> **Exercise brief**
Among the entries below, find the lines with the word "impl" and return them.

[Data supplied — start]

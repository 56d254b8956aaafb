//! Per-venue module switches
//!
//! Handlers ask [`FeatureFlags`] before doing any work and answer
//! `FEATURE_DISABLED` for a switched-off module.

use shared::error::AppError;
use std::collections::HashSet;

/// Modules that can be switched off per venue
#[derive(Debug, Clone, Copy, PartialEq, Eq, Hash)]
pub enum Module {
    Inventory,
    Recipes,
    Pos,
    Kds,
    Observability,
    Payroll,
}

impl Module {
    pub fn as_str(&self) -> &'static str {
        match self {
            Module::Inventory => "inventory",
            Module::Recipes => "recipes",
            Module::Pos => "pos",
            Module::Kds => "kds",
            Module::Observability => "observability",
            Module::Payroll => "payroll",
        }
    }

    pub fn parse(s: &str) -> Option<Self> {
        match s.trim().to_ascii_lowercase().as_str() {
            "inventory" => Some(Module::Inventory),
            "recipes" => Some(Module::Recipes),
            "pos" => Some(Module::Pos),
            "kds" => Some(Module::Kds),
            "observability" => Some(Module::Observability),
            "payroll" => Some(Module::Payroll),
            _ => None,
        }
    }
}

pub trait FeatureFlags: Send + Sync {
    fn is_enabled(&self, venue_id: &str, module: Module) -> bool;

    fn require(&self, venue_id: &str, module: Module) -> Result<(), AppError> {
        if self.is_enabled(venue_id, module) {
            Ok(())
        } else {
            Err(AppError::feature_disabled(module.as_str()))
        }
    }
}

/// Static switches from `DISABLED_MODULES`
///
/// Entries are `venue:module`, comma separated; `*` as venue disables the
/// module everywhere.
#[derive(Debug, Clone, Default)]
pub struct StaticFlags {
    disabled: HashSet<(String, Module)>,
}

impl StaticFlags {
    pub fn parse(raw: &str) -> Self {
        let mut disabled = HashSet::new();
        for entry in raw.split(',').map(str::trim).filter(|e| !e.is_empty()) {
            let Some((venue, module)) = entry.split_once(':') else {
                tracing::warn!(entry, "Ignoring malformed DISABLED_MODULES entry");
                continue;
            };
            match Module::parse(module) {
                Some(m) => {
                    disabled.insert((venue.trim().to_string(), m));
                }
                None => tracing::warn!(entry, "Unknown module in DISABLED_MODULES"),
            }
        }
        Self { disabled }
    }
}

impl FeatureFlags for StaticFlags {
    fn is_enabled(&self, venue_id: &str, module: Module) -> bool {
        !self.disabled.contains(&(venue_id.to_string(), module))
            && !self.disabled.contains(&("*".to_string(), module))
    }
}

[Data supplied — finish]

> **Answer for the task**
impl Module {
impl StaticFlags {
impl FeatureFlags for StaticFlags {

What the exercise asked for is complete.